You can use SearchPattern or SearchAbout to look for lemmas you might need about lt and le.
11) Prove (on paper) that the strict lexicographic ordering on nat*nat is well-founded. Then (and only then) translate this proof to Coq.
Lemma lt2_wf : well_founded lt2.

Operations on well founded relations

12) Prove the inversion lemma for Acc.
Lemma Acc_inv : forall (A : Type) (R : relation A) x y, R x y -> Acc R y -> Acc R x.


13) Define relation inclusion.
Definition rel_incl (A : Type) (R S : relation A) := True .

14) Prove that if R is included in S and S is well-founded, then R is well-founded.
Theorem rel_incl_wf (A : Type) (R S : relation A) :
  rel_incl _ R S -> well_founded S -> well_founded R.

Inverse image

Section Inverse_image.
Variables (A B : Type) (R : relation B) (f : A -> B).

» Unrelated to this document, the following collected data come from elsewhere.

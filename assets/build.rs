//! Build script for qrstudio-assets.
//!
//! Renders the window icon (a QR code of the application name) at build time.

use image::{ImageBuffer, Rgba};
use qrcode::{Color, EcLevel, QrCode};
use std::env;
use std::path::Path;

/// Side of the generated icon in pixels.
const ICON_SIZE: u32 = 256;

/// Quiet zone around the symbol, in modules.
const QUIET_ZONE: u32 = 2;

/// Accent color shared with the UI (indigo).
const ACCENT: Rgba<u8> = Rgba([79, 70, 229, 255]);

const BACKGROUND: Rgba<u8> = Rgba([255, 255, 255, 255]);

fn main() {
    let out_dir = env::var("OUT_DIR").expect("OUT_DIR not set");
    println!("cargo:rerun-if-changed=build.rs");

    let code = QrCode::with_error_correction_level(b"QR Studio", EcLevel::M)
        .expect("Failed to encode icon QR code");
    let icon = render_icon(&code);

    let out_path = Path::new(&out_dir).join("icon.png");
    icon.save(&out_path)
        .unwrap_or_else(|e| panic!("Failed to save {}: {}", out_path.display(), e));
}

/// Scales the symbol with nearest-neighbour so every module stays crisp.
fn render_icon(code: &QrCode) -> ImageBuffer<Rgba<u8>, Vec<u8>> {
    let modules = code.width() as u32;
    let total = modules + 2 * QUIET_ZONE;
    let scale = (ICON_SIZE / total).max(1);
    let offset = (ICON_SIZE - total * scale) / 2 + QUIET_ZONE * scale;
    let colors = code.to_colors();

    ImageBuffer::from_fn(ICON_SIZE, ICON_SIZE, |x, y| {
        if x < offset || y < offset {
            return BACKGROUND;
        }
        let mx = (x - offset) / scale;
        let my = (y - offset) / scale;
        if mx >= modules || my >= modules {
            return BACKGROUND;
        }
        match colors[(my * modules + mx) as usize] {
            Color::Dark => ACCENT,
            Color::Light => BACKGROUND,
        }
    })
}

Definition R' x y := R (f x) (f y).

15) Prove the following lemma relating Acc R and Acc R'.
Lemma Acc_inverse_eq : forall y, Acc R y -> forall x, y = (f x) -> Acc R' x.

16) Deduce from this lemma that the reverse image of a well-founded relation by any function is a well-founded relation.
Lemma wf_inverse_image : well_founded R -> well_founded R'.

End Inverse_image.

Transitive closure

17) Define the (non-reflexive) transitive closure operator.

Inductive trans A (R : relation A) : relation A := .

18) Prove that if x is accessible by R then x is accessible from the transitive closure of x. You will need the lemma Acc_inv.
Lemma Acc_trans (A : Type) (R : relation A) :
  forall x, Acc R x -> Acc (trans _ R) x.

19) Prove that if R is well-founded, then its transitive closure is well-founded.
Theorem wf_trans : forall (A : Type) (R : relation A),
  well_founded R -> well_founded (trans _ R).
  intros A R W x; apply Acc_trans, W.

Lexicographic product

20) Define the lexicographic product of two relations.
Definition lexprod (A B : Type) (RA : relation A) (RB : relation B)
  : relation (A*B) := fun _ _ => True .

21) prove that the lexicographic product of two well-founded relations is a well-founded relation.
Theorem lexprod_wf (A B : Type) (RA : relation A) (RB : relation B) :
  well_founded RA -> well_founded RB -> well_founded (lexprod _ _ RA RB).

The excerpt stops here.